WORK REQUEST: Transcribe all the data, leaving each word as it is.
*** DATASET RECORDS Section Begins ***
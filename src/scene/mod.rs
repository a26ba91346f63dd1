// SPDX-License-Identifier: Apache-2.0
// Copyright (c) 2025 Polyframe Inc.

//! Scene boundary - selected objects in, placed boxes out

mod graph;
mod object;
mod placement;

pub use graph::{Collection, SceneGraph, SCENE_COLLECTION};
pub use object::{base_name, selection_base_name, SceneObject};
pub use placement::{DisplayHints, Namespace, PlacedObject, Placement, PlacementRequest};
*** DATASET RECORDS Section Ends ***
RESPONSE TO THE TASK:
filename src/scene/mod.rs
repository a26ba91346f63dd1
// SPDX-License-Identifier: Apache-2.0
// Copyright (c) 2025 Polyframe Inc.

//! Scene boundary - selected objects in, placed boxes out

mod graph;
mod object;
mod placement;

pub use graph::{Collection, SceneGraph, SCENE_COLLECTION};
pub use object::{base_name, selection_base_name, SceneObject};
pub use placement::{DisplayHints, Namespace, PlacedObject, Placement, PlacementRequest};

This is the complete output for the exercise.